The private insurers can be blamed for their despicable policies that prevent patients from receiving the care that they should have, but they can’t really be blamed for the fact that health care prices in the United States are much higher than in any other nation. So should they share some of the blame for failing to use their clout to slow down health care spending? Or is it that the private insurers really have no clout?
Are the health care providers to blame? The Health Affairs article by Robert Berenson and his colleagues at the Center for Studying Health System Change should be read by everyone interested in health system reform. They show that some California physicians and hospitals have been able to reverse the cost restraints that characterized the managed care revolution by using consolidation to greatly increase their negotiating clout. As an example of the impact, California hospitals were able to increase their prices for privately insured patients by 10.6 percent per year during 1999-2005.
Some may want to point to the greed and profit motives of the health care providers as being the primary problem. So which nefarious organizations are these? Sutter Health. Catholic Healthcare West. Hospitals in the University of California system. Ceders-Sinai Medical Center. These are not evil investor-owned institutions that take their directions from Wall Street. Since we can’t really blame Wall Street for high prices in California, do we blame the providers for failing to contain their own excesses? Or are they merely trying to meet the demand of patients who want the very latest and best in
health care?
The current reform proposal before Congress calls for accountable care organizations (ACOs) and bundled payments as means to slow the growth in health care spending. That might work for Medicare though it wouldn’t save much, but, as explained in this Health Affairs article, it would likely lead to higher private insurance costs through the market impact of provider consolidation.
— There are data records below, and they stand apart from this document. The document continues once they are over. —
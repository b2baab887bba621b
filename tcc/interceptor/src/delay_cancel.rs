use tcc_common::{ErrorKind, TryError};

/// Returns `true` if `error` must not trigger an immediate rollback.
///
/// The error matches when its own kind, or the kind of its root cause, is one of `kinds` or a
/// descendant of one of them.
pub fn is_delay_cancel_error<'a>(
    error: &TryError,
    kinds: impl IntoIterator<Item = &'a ErrorKind>,
) -> bool {
    let root_cause = error.root_cause();
    kinds.into_iter().any(|kind| {
        error.kind().is_a(kind) || root_cause.is_some_and(|cause| cause.kind().is_a(kind))
    })
}
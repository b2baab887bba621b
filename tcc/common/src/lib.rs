//! Shared vocabulary of the TCC coordination core.
//!
//! This crate holds the values that cross service boundaries (transaction ids, phases and the
//! propagated [`TransactionContext`]) together with the error-kind hierarchy used to classify
//! failures raised from the Try phase.

pub mod context;
pub mod error;
pub mod kind;
pub mod status;
pub mod xid;

pub use context::TransactionContext;
pub use error::XidParseError;
pub use kind::{ErrorKind, TryError};
pub use status::TransactionStatus;
pub use xid::TransactionXid;
use serde::{Deserialize, Serialize};

use crate::status::TransactionStatus;
use crate::xid::TransactionXid;

/// The transaction context propagated from a caller to a remote participant.
///
/// A context is immutable. Moving a participant to another phase produces a new context through
/// [`TransactionContext::with_status`].
#[derive(Debug, Clone, Copy, PartialEq, Eq, Hash, Serialize, Deserialize)]
#[serde(rename_all = "camelCase")]
pub struct TransactionContext {
    transaction_xid: TransactionXid,
    status: TransactionStatus,
    /// Set by callers that invoke a method requiring a transaction. The core carries the flag
    /// across the wire and through [`TransactionContext::with_status`] without acting on it.
    #[serde(default)]
    mandatory: bool,
}

impl TransactionContext {
    #[inline]
    pub fn new(transaction_xid: TransactionXid, status: TransactionStatus) -> Self {
        Self {
            transaction_xid,
            status,
            mandatory: false,
        }
    }

    /// Returns a copy of this context marked as requiring an active transaction at the callee.
    #[inline]
    pub fn mandatory(self) -> Self {
        Self {
            mandatory: true,
            ..self
        }
    }

    /// Returns a new context for the same transaction in phase `status`.
    #[inline]
    pub fn with_status(&self, status: TransactionStatus) -> Self {
        Self { status, ..*self }
    }

    #[inline]
    pub fn xid(&self) -> TransactionXid {
        self.transaction_xid
    }

    #[inline]
    pub fn status(&self) -> TransactionStatus {
        self.status
    }

    #[inline]
    pub fn is_mandatory(&self) -> bool {
        self.mandatory
    }
}
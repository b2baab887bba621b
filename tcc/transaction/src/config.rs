const DEFAULT_ASYNC_THREADS: usize = 4;

#[derive(Debug, Clone)]
pub struct ManagerConfig {
    /// Number of worker threads running asynchronous confirm and cancel phases.
    pub async_threads: usize,
}

impl Default for ManagerConfig {
    fn default() -> Self {
        Self {
            async_threads: DEFAULT_ASYNC_THREADS,
        }
    }
}
use serde::{Deserialize, Serialize};
use strum::{Display, EnumString};

/// The phase a transaction, or a participant asked to act on it, is in.
#[derive(
    Debug, Clone, Copy, PartialEq, Eq, Hash, Serialize, Deserialize, Display, EnumString,
)]
#[serde(rename_all = "SCREAMING_SNAKE_CASE")]
#[strum(serialize_all = "SCREAMING_SNAKE_CASE")]
pub enum TransactionStatus {
    Trying,
    Confirming,
    Cancelling,
}

#[cfg(test)]
mod tests {
    use super::*;

    #[test]
    fn test_status_names() {
        assert_eq!(TransactionStatus::Confirming.to_string(), "CONFIRMING");
        assert_eq!(
            "CANCELLING".parse::<TransactionStatus>().unwrap(),
            TransactionStatus::Cancelling
        );
    }
}
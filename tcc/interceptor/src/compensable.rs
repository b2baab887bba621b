use tcc_common::ErrorKind;

/// How a compensable method relates to a transaction already active in its call chain.
#[derive(Debug, Clone, Copy, Default, PartialEq, Eq)]
pub enum Propagation {
    /// Join the propagated transaction, or start a new root if there is none.
    #[default]
    Required,
    /// Require a propagated or already active transaction.
    Mandatory,
    /// Start a new root transaction unless a context is propagated to the call.
    RequiresNew,
}

/// Per method compensable configuration.
#[derive(Debug, Clone, Default)]
pub struct Compensable {
    pub propagation: Propagation,
    /// Return from commit once the decision is recorded, confirming participants in background.
    pub async_confirm: bool,
    /// Return from rollback once the decision is recorded, cancelling participants in background.
    pub async_cancel: bool,
    /// Errors of these kinds, thrown by the Try phase, do not trigger an immediate rollback.
    pub delay_cancel_exceptions: Vec<&'static ErrorKind>,
}

impl Compensable {
    pub fn new() -> Self {
        Self::default()
    }

    pub fn with_propagation(mut self, propagation: Propagation) -> Self {
        self.propagation = propagation;
        self
    }

    pub fn with_async_confirm(mut self, async_confirm: bool) -> Self {
        self.async_confirm = async_confirm;
        self
    }

    pub fn with_async_cancel(mut self, async_cancel: bool) -> Self {
        self.async_cancel = async_cancel;
        self
    }

    pub fn with_delay_cancel_exception(mut self, kind: &'static ErrorKind) -> Self {
        self.delay_cancel_exceptions.push(kind);
        self
    }
}
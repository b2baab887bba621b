use std::fmt::Debug;
use std::sync::Arc;

use tcc_common::TransactionXid;

use crate::error::StoreResult;
use crate::transaction::Transaction;

pub type TransactionRepositoryRef = Arc<dyn TransactionRepository>;

/// Durable storage of transaction records.
///
/// Implementations must be safe for concurrent use across unrelated transactions. Updates are
/// versioned: a write succeeds only if the stored record still carries the version of the
/// transaction being written, which lets the manager detect a concurrent finalization of the
/// same branch.
pub trait TransactionRepository: Debug + Send + Sync {
    /// Persists a new transaction. Fails with [`StoreError::Duplicate`] if the xid is taken.
    ///
    /// [`StoreError::Duplicate`]: crate::StoreError::Duplicate
    fn create(&self, transaction: &Transaction) -> StoreResult<()>;

    /// Overwrites the stored record and advances the version of `transaction`.
    ///
    /// Fails with [`StoreError::Missing`] if the record is gone and with [`StoreError::Stale`]
    /// if it was updated by someone else in the meantime.
    ///
    /// [`StoreError::Missing`]: crate::StoreError::Missing
    /// [`StoreError::Stale`]: crate::StoreError::Stale
    fn update(&self, transaction: &mut Transaction) -> StoreResult<()>;

    /// Removes the record. Deleting a missing record is not an error.
    fn delete(&self, xid: &TransactionXid) -> StoreResult<()>;

    /// Loads a record by xid.
    fn find_by_xid(&self, xid: &TransactionXid) -> StoreResult<Option<Transaction>>;
}
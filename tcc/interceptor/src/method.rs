//! The view of an intercepted call that the interceptor works with.

use std::fmt;
use std::marker::PhantomData;

use tcc_common::{TransactionContext, TryError};
use tcc_transaction::TransactionRegistry;

use crate::compensable::{Compensable, Propagation};

/// An intercepted method call.
///
/// The call chain's [`TransactionRegistry`] is handed to [`MethodContext::proceed`] so the
/// business logic can enlist participants and make nested intercepted calls in the same chain.
pub trait MethodContext {
    /// The declared return type. Its [`Default`] value is returned by participant calls that
    /// only confirm or cancel a branch.
    type Output: Default;

    fn method_name(&self) -> &str;

    /// Returns the compensable configuration, or `None` if the method is not compensable.
    fn compensable(&self) -> Option<&Compensable>;

    /// Returns the transaction context propagated by the caller, if any.
    fn transaction_context(&self) -> Option<&TransactionContext>;

    /// Returns an identity distinguishing duplicate root invocations, if the method has one.
    fn unique_identity(&self) -> Option<&str> {
        None
    }

    /// Runs the business logic.
    fn proceed(&mut self, registry: &mut TransactionRegistry) -> Result<Self::Output, TryError>;
}

/// The part a call plays in a transaction.
#[derive(Debug, Clone, Copy, PartialEq, Eq)]
pub enum MethodRole {
    /// Starts and finalizes a new transaction.
    Root,
    /// Acts on a branch of a transaction propagated by a remote caller.
    Provider,
    /// Runs without any transaction handling.
    Normal,
}

impl MethodRole {
    pub fn resolve(
        propagation: Propagation,
        is_transaction_active: bool,
        context: Option<&TransactionContext>,
    ) -> Self {
        match (context, propagation) {
            (Some(_), _) => Self::Provider,
            (None, Propagation::RequiresNew) => Self::Root,
            (None, _) if !is_transaction_active => Self::Root,
            (None, _) => Self::Normal,
        }
    }
}

/// Returns `false` if a mandatory method is called with no transaction to join.
pub fn is_legal_transaction_context(
    propagation: Propagation,
    is_transaction_active: bool,
    context: Option<&TransactionContext>,
) -> bool {
    propagation != Propagation::Mandatory || is_transaction_active || context.is_some()
}

/// A [`MethodContext`] built from a closure.
pub struct MethodCall<T, F> {
    name: String,
    compensable: Option<Compensable>,
    context: Option<TransactionContext>,
    unique_identity: Option<String>,
    body: F,
    _output: PhantomData<fn() -> T>,
}

impl<T, F> MethodCall<T, F>
where
    T: Default,
    F: FnMut(&mut TransactionRegistry) -> Result<T, TryError>,
{
    pub fn new(name: impl Into<String>, body: F) -> Self {
        Self {
            name: name.into(),
            compensable: None,
            context: None,
            unique_identity: None,
            body,
            _output: PhantomData,
        }
    }

    pub fn with_compensable(mut self, compensable: Compensable) -> Self {
        self.compensable = Some(compensable);
        self
    }

    pub fn with_context(mut self, context: Option<TransactionContext>) -> Self {
        self.context = context;
        self
    }

    pub fn with_unique_identity(mut self, identity: impl Into<String>) -> Self {
        self.unique_identity = Some(identity.into());
        self
    }
}

impl<T, F> MethodContext for MethodCall<T, F>
where
    T: Default,
    F: FnMut(&mut TransactionRegistry) -> Result<T, TryError>,
{
    type Output = T;

    #[inline]
    fn method_name(&self) -> &str {
        &self.name
    }

    #[inline]
    fn compensable(&self) -> Option<&Compensable> {
        self.compensable.as_ref()
    }

    #[inline]
    fn transaction_context(&self) -> Option<&TransactionContext> {
        self.context.as_ref()
    }

    #[inline]
    fn unique_identity(&self) -> Option<&str> {
        self.unique_identity.as_deref()
    }

    fn proceed(&mut self, registry: &mut TransactionRegistry) -> Result<T, TryError> {
        (self.body)(registry)
    }
}

impl<T, F> fmt::Debug for MethodCall<T, F> {
    fn fmt(&self, f: &mut fmt::Formatter<'_>) -> fmt::Result {
        f.debug_struct("MethodCall")
            .field("name", &self.name)
            .field("compensable", &self.compensable)
            .field("context", &self.context)
            .field("unique_identity", &self.unique_identity)
            .finish()
    }
}

#[cfg(test)]
mod tests {
    use tcc_common::{TransactionStatus, TransactionXid};

    use super::*;

    fn context() -> TransactionContext {
        TransactionContext::new(TransactionXid::new_root(), TransactionStatus::Trying)
    }

    #[test]
    fn test_resolve_root() {
        assert_eq!(
            MethodRole::resolve(Propagation::Required, false, None),
            MethodRole::Root
        );
        assert_eq!(
            MethodRole::resolve(Propagation::RequiresNew, true, None),
            MethodRole::Root
        );
    }

    #[test]
    fn test_resolve_provider_ignores_local_state() {
        let context = context();
        for propagation in [
            Propagation::Required,
            Propagation::Mandatory,
            Propagation::RequiresNew,
        ] {
            for active in [false, true] {
                assert_eq!(
                    MethodRole::resolve(propagation, active, Some(&context)),
                    MethodRole::Provider
                );
            }
        }
    }

    #[test]
    fn test_resolve_normal() {
        assert_eq!(
            MethodRole::resolve(Propagation::Required, true, None),
            MethodRole::Normal
        );
        assert_eq!(
            MethodRole::resolve(Propagation::Mandatory, true, None),
            MethodRole::Normal
        );
    }

    #[test]
    fn test_legal_transaction_context() {
        assert!(!is_legal_transaction_context(
            Propagation::Mandatory,
            false,
            None
        ));
        assert!(is_legal_transaction_context(
            Propagation::Mandatory,
            true,
            None
        ));
        assert!(is_legal_transaction_context(
            Propagation::Mandatory,
            false,
            Some(&context())
        ));
        assert!(is_legal_transaction_context(
            Propagation::Required,
            false,
            None
        ));
    }

    #[test]
    fn test_method_call() {
        let mut call = MethodCall::new("reserve", |_: &mut TransactionRegistry| Ok(7u32))
            .with_unique_identity("order-1");
        assert_eq!(call.method_name(), "reserve");
        assert!(call.compensable().is_none());
        assert_eq!(call.unique_identity(), Some("order-1"));
        assert_eq!(call.proceed(&mut TransactionRegistry::new()), Ok(7));
    }
}
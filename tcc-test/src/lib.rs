//! A small simulated deployment used by the end-to-end tests.
//!
//! An order service acts as the root of every transaction and reserves stock from an inventory
//! service reached over an in-process [`Network`]. Every request crosses the network as JSON, so
//! the transaction context is propagated exactly as it would be between processes. Each service
//! runs its own transaction manager and store, and every manager finalizes participants by
//! sending their invocations back over the network.

pub mod inventory;
pub mod network;
pub mod order;

pub use inventory::{InventoryService, Reservation, ReservationState};
pub use network::{Network, Request, Service};
pub use order::{Order, OrderService, OrderState};
use tcc_common::TryError;

/// Converts an interception failure into the error a service reports to its caller.
pub(crate) fn service_error(error: tcc_interceptor::Error) -> TryError {
    match error {
        tcc_interceptor::Error::Business(e) => e,
        e => TryError::business(e.to_string()),
    }
}
//! Transaction identifiers.
//!
//! A [`TransactionXid`] is made of a global transaction id shared by the root transaction and
//! all of its branches, plus a branch qualifier. The root transaction always owns branch
//! [`TransactionXid::ROOT_BRANCH`]; every participant enlisted by the root receives the next
//! branch number from the root's sequence.

use std::fmt;
use std::str::FromStr;

use serde::{Deserialize, Serialize};
use uuid::Uuid;

use crate::error::XidParseError;

#[derive(Debug, Clone, Copy, PartialEq, Eq, PartialOrd, Ord, Hash, Serialize, Deserialize)]
#[serde(try_from = "String", into = "String")]
pub struct TransactionXid {
    global_id: Uuid,
    branch: u32,
}

impl TransactionXid {
    /// The branch qualifier owned by a root transaction.
    pub const ROOT_BRANCH: u32 = 0;

    /// Creates a root xid with a fresh random global id.
    pub fn new_root() -> Self {
        Self {
            global_id: Uuid::new_v4(),
            branch: Self::ROOT_BRANCH,
        }
    }

    /// Creates a root xid whose global id is derived from a caller supplied identity.
    ///
    /// Two invocations carrying the same identity map to the same xid, which lets the
    /// transaction store reject the duplicate root.
    pub fn from_unique_identity(identity: &str) -> Self {
        Self {
            global_id: Uuid::new_v5(&Uuid::NAMESPACE_OID, identity.as_bytes()),
            branch: Self::ROOT_BRANCH,
        }
    }

    #[inline]
    pub fn new(global_id: Uuid, branch: u32) -> Self {
        Self { global_id, branch }
    }

    /// Returns the xid of branch `branch` within the same global transaction.
    #[inline]
    pub fn with_branch(&self, branch: u32) -> Self {
        Self {
            global_id: self.global_id,
            branch,
        }
    }

    #[inline]
    pub fn global_id(&self) -> Uuid {
        self.global_id
    }

    #[inline]
    pub fn branch(&self) -> u32 {
        self.branch
    }

    #[inline]
    pub fn is_root_branch(&self) -> bool {
        self.branch == Self::ROOT_BRANCH
    }
}

impl fmt::Display for TransactionXid {
    fn fmt(&self, f: &mut fmt::Formatter<'_>) -> fmt::Result {
        write!(f, "{}:{}", self.global_id, self.branch)
    }
}

impl FromStr for TransactionXid {
    type Err = XidParseError;

    fn from_str(s: &str) -> Result<Self, Self::Err> {
        let (global_id, branch) = s
            .rsplit_once(':')
            .ok_or_else(|| XidParseError::MissingSeparator(s.to_string()))?;
        let global_id =
            Uuid::parse_str(global_id).map_err(|_| XidParseError::InvalidGlobalId(s.to_string()))?;
        let branch = branch
            .parse()
            .map_err(|_| XidParseError::InvalidBranch(s.to_string()))?;
        Ok(Self { global_id, branch })
    }
}

impl TryFrom<String> for TransactionXid {
    type Error = XidParseError;

    fn try_from(value: String) -> Result<Self, Self::Error> {
        value.parse()
    }
}

impl From<TransactionXid> for String {
    fn from(xid: TransactionXid) -> Self {
        xid.to_string()
    }
}

#[cfg(test)]
mod tests {
    use super::*;

    #[test]
    fn test_parse_display() {
        let xid = TransactionXid::new_root().with_branch(7);
        let parsed: TransactionXid = xid.to_string().parse().unwrap();
        assert_eq!(parsed, xid);
        assert_eq!(parsed.branch(), 7);
        assert!(!parsed.is_root_branch());
    }

    #[test]
    fn test_parse_errors() {
        assert!(matches!(
            "no-separator".parse::<TransactionXid>(),
            Err(XidParseError::MissingSeparator(_))
        ));
        assert!(matches!(
            "not-a-uuid:1".parse::<TransactionXid>(),
            Err(XidParseError::InvalidGlobalId(_))
        ));
        let global_id = Uuid::new_v4();
        assert!(matches!(
            format!("{global_id}:x").parse::<TransactionXid>(),
            Err(XidParseError::InvalidBranch(_))
        ));
    }

    #[test]
    fn test_unique_identity_is_stable() {
        let a = TransactionXid::from_unique_identity("order-42");
        let b = TransactionXid::from_unique_identity("order-42");
        let c = TransactionXid::from_unique_identity("order-43");
        assert_eq!(a, b);
        assert_ne!(a, c);
        assert!(a.is_root_branch());
    }

    #[test]
    fn test_branches_share_global_id() {
        let root = TransactionXid::new_root();
        let branch = root.with_branch(3);
        assert_eq!(root.global_id(), branch.global_id());
        assert_ne!(root, branch);
    }
}
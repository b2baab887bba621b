use dashmap::DashMap;
use dashmap::mapref::entry::Entry;
use tcc_common::TransactionXid;

use crate::error::{StoreError, StoreResult};
use crate::repository::TransactionRepository;
use crate::transaction::Transaction;

/// A [`TransactionRepository`] keeping records in memory.
#[derive(Debug, Default)]
pub struct MemoryTransactionRepository {
    transactions: DashMap<TransactionXid, Transaction>,
}

impl MemoryTransactionRepository {
    pub fn new() -> Self {
        Self::default()
    }

    #[inline]
    pub fn len(&self) -> usize {
        self.transactions.len()
    }

    #[inline]
    pub fn is_empty(&self) -> bool {
        self.transactions.is_empty()
    }

    /// Returns a snapshot of all stored records.
    pub fn transactions(&self) -> Vec<Transaction> {
        self.transactions
            .iter()
            .map(|entry| entry.value().clone())
            .collect()
    }
}

impl TransactionRepository for MemoryTransactionRepository {
    fn create(&self, transaction: &Transaction) -> StoreResult<()> {
        match self.transactions.entry(transaction.xid()) {
            Entry::Occupied(_) => Err(StoreError::Duplicate(transaction.xid())),
            Entry::Vacant(entry) => {
                entry.insert(transaction.clone());
                Ok(())
            }
        }
    }

    fn update(&self, transaction: &mut Transaction) -> StoreResult<()> {
        let xid = transaction.xid();
        // The shard lock held by `get_mut` makes the version check and the write atomic.
        let mut stored = self
            .transactions
            .get_mut(&xid)
            .ok_or(StoreError::Missing(xid))?;
        if stored.version() != transaction.version() {
            return Err(StoreError::Stale {
                xid,
                expected: transaction.version(),
                found: stored.version(),
            });
        }
        transaction.advance_version();
        *stored = transaction.clone();
        Ok(())
    }

    fn delete(&self, xid: &TransactionXid) -> StoreResult<()> {
        self.transactions.remove(xid);
        Ok(())
    }

    fn find_by_xid(&self, xid: &TransactionXid) -> StoreResult<Option<Transaction>> {
        Ok(self.transactions.get(xid).map(|entry| entry.value().clone()))
    }
}
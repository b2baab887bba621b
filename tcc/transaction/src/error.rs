use std::error::Error;

use tcc_common::{TransactionStatus, TransactionXid};
use thiserror::Error;

use crate::participant::TerminatorError;

pub type StoreResult<T> = Result<T, StoreError>;

/// Errors reported by a [`TransactionRepository`](crate::TransactionRepository).
#[derive(Error, Debug)]
pub enum StoreError {
    #[error("transaction {0} already exists")]
    Duplicate(TransactionXid),

    #[error("transaction {0} does not exist")]
    Missing(TransactionXid),

    #[error("transaction {xid} is stale: expected version {expected}, found {found}")]
    Stale {
        xid: TransactionXid,
        expected: u64,
        found: u64,
    },

    #[error(transparent)]
    External(#[from] Box<dyn Error + Send + Sync + 'static>),
}

pub type TransactionResult<T> = Result<T, TransactionError>;

#[derive(Error, Debug)]
pub enum TransactionError {
    /// The branch addressed by a propagated context does not exist (any more).
    #[error("transaction {0} not found")]
    NotFound(TransactionXid),

    #[error("no active transaction in the current call chain")]
    NoActiveTransaction,

    #[error("store error: {0}")]
    Store(#[from] StoreError),

    #[error("participant {participant} of transaction {xid} failed while {status}")]
    Participant {
        xid: TransactionXid,
        participant: TransactionXid,
        status: TransactionStatus,
        #[source]
        source: TerminatorError,
    },

    #[error("failed to build async worker pool")]
    WorkerPool(#[from] rayon::ThreadPoolBuildError),
}

impl TransactionError {
    /// Returns `true` if this error reports a missing (already finalized) branch.
    #[inline]
    pub fn is_not_found(&self) -> bool {
        matches!(self, Self::NotFound(_))
    }
}
use thiserror::Error;

#[derive(Error, Debug, Clone, PartialEq, Eq)]
pub enum XidParseError {
    #[error("missing branch separator in xid `{0}`")]
    MissingSeparator(String),

    #[error("invalid global transaction id in xid `{0}`")]
    InvalidGlobalId(String),

    #[error("invalid branch qualifier in xid `{0}`")]
    InvalidBranch(String),
}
When we’re deciding where to place the blame, we should keep in mind a very important declaration from this article: “As the dominant payer for the elderly and disabled, Medicare sets prices and is generally indifferent to providers’ negotiating clout. Private payers, which must negotiate with all hospitals and large physician practices, generally agree to pay much higher rates than Medicare pays to persuade providers to enter into a contract with them.”
Private insurers do not have the clout to obtain best pricing, but a single payer such as Medicare does. Best prices are prices that are adequate to ensure that physicians and hospitals will be there when you need them but are not so high that they result in waste on non-beneficial excesses. If a universal public payer were to exercise too much clout, push back by patients and providers would moderate it.
So where should we place the blame for the failure to slow our excessive cost escalation? It is President Obama and Congress who have refused to consider a publicly financed and publicly administered program such as an improved Medicare for all that would finally allow us to receive the care that we need while still being able to pay for it.
But the real culprits? We, the people. We have failed to let our leaders know how truly passionate we are about achieving honest-to-goodness health care justice for all. We can change that.